Stored items
####################

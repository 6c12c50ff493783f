use std::fmt::Write;

use crate::metrics;
use crate::models::ChannelMetrics;
use crate::pipeline::Dashboard;

/// Whole-dollar amount with thousands separators, e.g. `$12,345`.
pub fn format_currency(amount: f64) -> String {
    let rounded = amount.round();
    let digits = format!("{:.0}", rounded.abs());
    let mut grouped = String::new();
    for (i, ch) in digits.chars().enumerate() {
        if i > 0 && (digits.len() - i) % 3 == 0 {
            grouped.push(',');
        }
        grouped.push(ch);
    }
    if rounded < 0.0 {
        format!("-${grouped}")
    } else {
        format!("${grouped}")
    }
}

fn optional(value: Option<f64>, decimals: usize) -> String {
    value.map_or_else(|| "NA".to_string(), |v| format!("{:.*}", decimals, v))
}

fn channel_row(channel: &ChannelMetrics) -> String {
    format!(
        "| {} | {:.2} | {:.2} | {} | {} | {} | {} | {} |",
        channel.channel,
        channel.spend,
        channel.revenue,
        channel.purchase,
        channel.visits,
        optional(channel.roas, 2),
        optional(channel.cac, 2),
        optional(channel.cvr, 4),
    )
}

fn write_kpis(output: &mut String, dashboard: &Dashboard) {
    let kpis = &dashboard.kpis;
    let _ = writeln!(output, "- Spend: {}", format_currency(kpis.spend));
    let _ = writeln!(output, "- Revenue: {}", format_currency(kpis.revenue));
    let _ = writeln!(output, "- ROAS: {:.2}x", kpis.display_roas());
    let _ = writeln!(output, "- Conversion Rate: {:.2}%", kpis.display_cvr() * 100.0);
    let _ = writeln!(output, "- CAC: {:.2}", kpis.display_cac());
    let _ = writeln!(output, "- Purchases: {}", kpis.purchases);
    let _ = writeln!(output, "- Visits: {}", kpis.visits);
}

fn write_insights(output: &mut String, dashboard: &Dashboard) {
    let insights = &dashboard.insights;
    let _ = writeln!(output, "- {}", insights.best_roas);
    let _ = writeln!(output, "- {}", insights.worst_roas);
    let _ = writeln!(output, "- {}", insights.biggest_drop);
    let _ = writeln!(output, "- {}", insights.recommendation);
}

pub fn build_report(source_label: &str, dashboard: &Dashboard) -> String {
    let mut output = String::new();

    let _ = writeln!(output, "# Growth Funnel Lab");
    let _ = writeln!(
        output,
        "Funnel drop-offs, channel performance, and business-ready insights"
    );
    let _ = writeln!(output);
    match &dashboard.filters {
        Some(filters) => {
            let channels = filters
                .channels
                .iter()
                .map(String::as_str)
                .collect::<Vec<_>>()
                .join(", ");
            let _ = writeln!(
                output,
                "Source: {} ({} to {}, channels: {})",
                source_label, filters.start, filters.end, channels
            );
        }
        None => {
            let _ = writeln!(output, "Source: {source_label}");
        }
    }
    for warning in &dashboard.warnings {
        let _ = writeln!(output);
        let _ = writeln!(output, "> Warning: {warning}");
    }

    let _ = writeln!(output);
    let _ = writeln!(output, "## KPIs");
    write_kpis(&mut output, dashboard);

    let _ = writeln!(output);
    let _ = writeln!(output, "## Drop-off by step");
    let _ = writeln!(output, "| stage | count | dropoff_% |");
    let _ = writeln!(output, "|---|---|---|");
    for step in &dashboard.funnel {
        let _ = writeln!(
            output,
            "| {} | {} | {} |",
            step.stage,
            step.count,
            optional(step.dropoff_pct, 4)
        );
    }

    let _ = writeln!(output);
    let _ = writeln!(output, "## Weekly Trend (Spend / Revenue / Purchases)");
    if dashboard.trend.is_empty() {
        let _ = writeln!(output, "No activity recorded for this selection.");
    } else {
        let _ = writeln!(output, "| date | spend | revenue | purchase |");
        let _ = writeln!(output, "|---|---|---|---|");
        for point in &dashboard.trend {
            let _ = writeln!(
                output,
                "| {} | {:.2} | {:.2} | {} |",
                point.date, point.spend, point.revenue, point.purchase
            );
        }
    }

    let _ = writeln!(output);
    let _ = writeln!(output, "## Channel Performance");
    if dashboard.channels.is_empty() {
        let _ = writeln!(output, "No channels in this selection.");
    } else {
        let _ = writeln!(
            output,
            "| channel | spend | revenue | purchase | visits | roas | cac | cvr |"
        );
        let _ = writeln!(output, "|---|---|---|---|---|---|---|---|");
        for channel in metrics::by_roas_desc(&dashboard.channels) {
            let _ = writeln!(output, "{}", channel_row(&channel));
        }
    }

    let _ = writeln!(output);
    let _ = writeln!(output, "## Executive Insights");
    write_insights(&mut output, dashboard);

    output
}

/// Short terminal rendering: KPIs, funnel and insights.
pub fn build_summary(dashboard: &Dashboard) -> String {
    let mut output = String::new();

    let _ = writeln!(output, "Rows in selection: {}", dashboard.row_count);
    for warning in &dashboard.warnings {
        let _ = writeln!(output, "Warning: {warning}");
    }
    write_kpis(&mut output, dashboard);

    let _ = writeln!(output, "Funnel:");
    for step in &dashboard.funnel {
        match step.dropoff_pct {
            Some(pct) => {
                let _ = writeln!(
                    output,
                    "- {} {} ({:.0}% drop-off)",
                    step.stage,
                    step.count,
                    pct * 100.0
                );
            }
            None => {
                let _ = writeln!(output, "- {} {}", step.stage, step.count);
            }
        }
    }

    let _ = writeln!(output, "Insights:");
    write_insights(&mut output, dashboard);
    output
}

#[cfg(test)]
mod tests {
    use super::*;
    use crate::filter::FilterRequest;
    use crate::loader::load_reader;
    use crate::pipeline::{prepare_table, run};
    use chrono::NaiveDate;

    const CSV: &str = "\
date,channel,visits,signup,add_to_cart,checkout,purchase,spend,revenue
2024-04-01,Search,1000,400,200,100,40,2000,9000
2024-04-01,Social,1500,300,90,40,12,1800,2100
2024-04-02,Affiliate,200,20,10,5,0,0,0
";

    fn dashboard(request: &FilterRequest) -> Dashboard {
        let dataset = prepare_table(&load_reader(CSV.as_bytes()).unwrap()).unwrap();
        run(&dataset, request)
    }

    #[test]
    fn currency_groups_thousands() {
        assert_eq!(format_currency(0.0), "$0");
        assert_eq!(format_currency(999.4), "$999");
        assert_eq!(format_currency(1234.5), "$1,235");
        assert_eq!(format_currency(12_345_678.0), "$12,345,678");
    }

    #[test]
    fn report_lists_sections_and_channels_by_roas() {
        let report = build_report("sample", &dashboard(&FilterRequest::default()));
        assert!(report.contains("## KPIs"));
        assert!(report.contains("- Spend: $3,800"));
        assert!(report.contains("| Visits | 2700 | 0.7333 |"));
        assert!(report.contains("| Purchase | 52 | NA |"));

        let search = report.find("| Search |").unwrap();
        let social = report.find("| Social |").unwrap();
        let affiliate = report.find("| Affiliate |").unwrap();
        assert!(search < social && social < affiliate);
        assert!(report.contains("| Affiliate | 0.00 | 0.00 | 0 | 200 | NA | NA | 0.0000 |"));
        assert!(report.contains("Best ROAS channel: Search (4.50x)"));
        assert!(report.contains("Lowest ROAS channel: Social (1.17x)"));
    }

    #[test]
    fn empty_selection_renders_zeroes_and_warning() {
        let request = FilterRequest {
            start: NaiveDate::from_ymd_opt(2025, 1, 1),
            end: NaiveDate::from_ymd_opt(2025, 1, 2),
            channels: None,
        };
        let summary = build_summary(&dashboard(&request));
        assert!(summary.contains("Rows in selection: 0"));
        assert!(summary.contains("Warning: no rows match"));
        assert!(summary.contains("- ROAS: 0.00x"));
        assert!(summary.contains("- Conversion Rate: 0.00%"));
        assert!(summary.contains("Best ROAS channel: no data"));
    }
}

####################

* [TASK STATEMENT]: Every record above must be printed again exactly.

* [TASK SOLUTION]:
repository 6c12c50ff493783f
use std::fmt::Write;

use crate::metrics;
use crate::models::ChannelMetrics;
use crate::pipeline::Dashboard;

/// Whole-dollar amount with thousands separators, e.g. `$12,345`.
pub fn format_currency(amount: f64) -> String {
    let rounded = amount.round();
    let digits = format!("{:.0}", rounded.abs());
    let mut grouped = String::new();
    for (i, ch) in digits.chars().enumerate() {
        if i > 0 && (digits.len() - i) % 3 == 0 {
            grouped.push(',');
        }
        grouped.push(ch);
    }
    if rounded < 0.0 {
        format!("-${grouped}")
    } else {
        format!("${grouped}")
    }
}

fn optional(value: Option<f64>, decimals: usize) -> String {
    value.map_or_else(|| "NA".to_string(), |v| format!("{:.*}", decimals, v))
}

fn channel_row(channel: &ChannelMetrics) -> String {
    format!(
        "| {} | {:.2} | {:.2} | {} | {} | {} | {} | {} |",
        channel.channel,
        channel.spend,
        channel.revenue,
        channel.purchase,
        channel.visits,
        optional(channel.roas, 2),
        optional(channel.cac, 2),
        optional(channel.cvr, 4),
    )
}

fn write_kpis(output: &mut String, dashboard: &Dashboard) {
    let kpis = &dashboard.kpis;
    let _ = writeln!(output, "- Spend: {}", format_currency(kpis.spend));
    let _ = writeln!(output, "- Revenue: {}", format_currency(kpis.revenue));
    let _ = writeln!(output, "- ROAS: {:.2}x", kpis.display_roas());
    let _ = writeln!(output, "- Conversion Rate: {:.2}%", kpis.display_cvr() * 100.0);
    let _ = writeln!(output, "- CAC: {:.2}", kpis.display_cac());
    let _ = writeln!(output, "- Purchases: {}", kpis.purchases);
    let _ = writeln!(output, "- Visits: {}", kpis.visits);
}

fn write_insights(output: &mut String, dashboard: &Dashboard) {
    let insights = &dashboard.insights;
    let _ = writeln!(output, "- {}", insights.best_roas);
    let _ = writeln!(output, "- {}", insights.worst_roas);
    let _ = writeln!(output, "- {}", insights.biggest_drop);
    let _ = writeln!(output, "- {}", insights.recommendation);
}

pub fn build_report(source_label: &str, dashboard: &Dashboard) -> String {
    let mut output = String::new();

    let _ = writeln!(output, "# Growth Funnel Lab");
    let _ = writeln!(
        output,
        "Funnel drop-offs, channel performance, and business-ready insights"
    );
    let _ = writeln!(output);
    match &dashboard.filters {
        Some(filters) => {
            let channels = filters
                .channels
                .iter()
                .map(String::as_str)
                .collect::<Vec<_>>()
                .join(", ");
            let _ = writeln!(
                output,
                "Source: {} ({} to {}, channels: {})",
                source_label, filters.start, filters.end, channels
            );
        }
        None => {
            let _ = writeln!(output, "Source: {source_label}");
        }
    }
    for warning in &dashboard.warnings {
        let _ = writeln!(output);
        let _ = writeln!(output, "> Warning: {warning}");
    }

    let _ = writeln!(output);
    let _ = writeln!(output, "## KPIs");
    write_kpis(&mut output, dashboard);

    let _ = writeln!(output);
    let _ = writeln!(output, "## Drop-off by step");
    let _ = writeln!(output, "| stage | count | dropoff_% |");
    let _ = writeln!(output, "|---|---|---|");
    for step in &dashboard.funnel {
        let _ = writeln!(
            output,
            "| {} | {} | {} |",
            step.stage,
            step.count,
            optional(step.dropoff_pct, 4)
        );
    }

    let _ = writeln!(output);
    let _ = writeln!(output, "## Weekly Trend (Spend / Revenue / Purchases)");
    if dashboard.trend.is_empty() {
        let _ = writeln!(output, "No activity recorded for this selection.");
    } else {
        let _ = writeln!(output, "| date | spend | revenue | purchase |");
        let _ = writeln!(output, "|---|---|---|---|");
        for point in &dashboard.trend {
            let _ = writeln!(
                output,
                "| {} | {:.2} | {:.2} | {} |",
                point.date, point.spend, point.revenue, point.purchase
            );
        }
    }

    let _ = writeln!(output);
    let _ = writeln!(output, "## Channel Performance");
    if dashboard.channels.is_empty() {
        let _ = writeln!(output, "No channels in this selection.");
    } else {
        let _ = writeln!(
            output,
            "| channel | spend | revenue | purchase | visits | roas | cac | cvr |"
        );
        let _ = writeln!(output, "|---|---|---|---|---|---|---|---|");
        for channel in metrics::by_roas_desc(&dashboard.channels) {
            let _ = writeln!(output, "{}", channel_row(&channel));
        }
    }

    let _ = writeln!(output);
    let _ = writeln!(output, "## Executive Insights");
    write_insights(&mut output, dashboard);

    output
}

/// Short terminal rendering: KPIs, funnel and insights.
pub fn build_summary(dashboard: &Dashboard) -> String {
    let mut output = String::new();

    let _ = writeln!(output, "Rows in selection: {}", dashboard.row_count);
    for warning in &dashboard.warnings {
        let _ = writeln!(output, "Warning: {warning}");
    }
    write_kpis(&mut output, dashboard);

    let _ = writeln!(output, "Funnel:");
    for step in &dashboard.funnel {
        match step.dropoff_pct {
            Some(pct) => {
                let _ = writeln!(
                    output,
                    "- {} {} ({:.0}% drop-off)",
                    step.stage,
                    step.count,
                    pct * 100.0
                );
            }
            None => {
                let _ = writeln!(output, "- {} {}", step.stage, step.count);
            }
        }
    }

    let _ = writeln!(output, "Insights:");
    write_insights(&mut output, dashboard);
    output
}

#[cfg(test)]
mod tests {
    use super::*;
    use crate::filter::FilterRequest;
    use crate::loader::load_reader;
    use crate::pipeline::{prepare_table, run};
    use chrono::NaiveDate;

    const CSV: &str = "\
date,channel,visits,signup,add_to_cart,checkout,purchase,spend,revenue
2024-04-01,Search,1000,400,200,100,40,2000,9000
2024-04-01,Social,1500,300,90,40,12,1800,2100
2024-04-02,Affiliate,200,20,10,5,0,0,0
";

    fn dashboard(request: &FilterRequest) -> Dashboard {
        let dataset = prepare_table(&load_reader(CSV.as_bytes()).unwrap()).unwrap();
        run(&dataset, request)
    }

    #[test]
    fn currency_groups_thousands() {
        assert_eq!(format_currency(0.0), "$0");
        assert_eq!(format_currency(999.4), "$999");
        assert_eq!(format_currency(1234.5), "$1,235");
        assert_eq!(format_currency(12_345_678.0), "$12,345,678");
    }

    #[test]
    fn report_lists_sections_and_channels_by_roas() {
        let report = build_report("sample", &dashboard(&FilterRequest::default()));
        assert!(report.contains("## KPIs"));
        assert!(report.contains("- Spend: $3,800"));
        assert!(report.contains("| Visits | 2700 | 0.7333 |"));
        assert!(report.contains("| Purchase | 52 | NA |"));

        let search = report.find("| Search |").unwrap();
        let social = report.find("| Social |").unwrap();
        let affiliate = report.find("| Affiliate |").unwrap();
        assert!(search < social && social < affiliate);
        assert!(report.contains("| Affiliate | 0.00 | 0.00 | 0 | 200 | NA | NA | 0.0000 |"));
        assert!(report.contains("Best ROAS channel: Search (4.50x)"));
        assert!(report.contains("Lowest ROAS channel: Social (1.17x)"));
    }

    #[test]
    fn empty_selection_renders_zeroes_and_warning() {
        let request = FilterRequest {
            start: NaiveDate::from_ymd_opt(2025, 1, 1),
            end: NaiveDate::from_ymd_opt(2025, 1, 2),
            channels: None,
        };
        let summary = build_summary(&dashboard(&request));
        assert!(summary.contains("Rows in selection: 0"));
        assert!(summary.contains("Warning: no rows match"));
        assert!(summary.contains("- ROAS: 0.00x"));
        assert!(summary.contains("- Conversion Rate: 0.00%"));
        assert!(summary.contains("Best ROAS channel: no data"));
    }
}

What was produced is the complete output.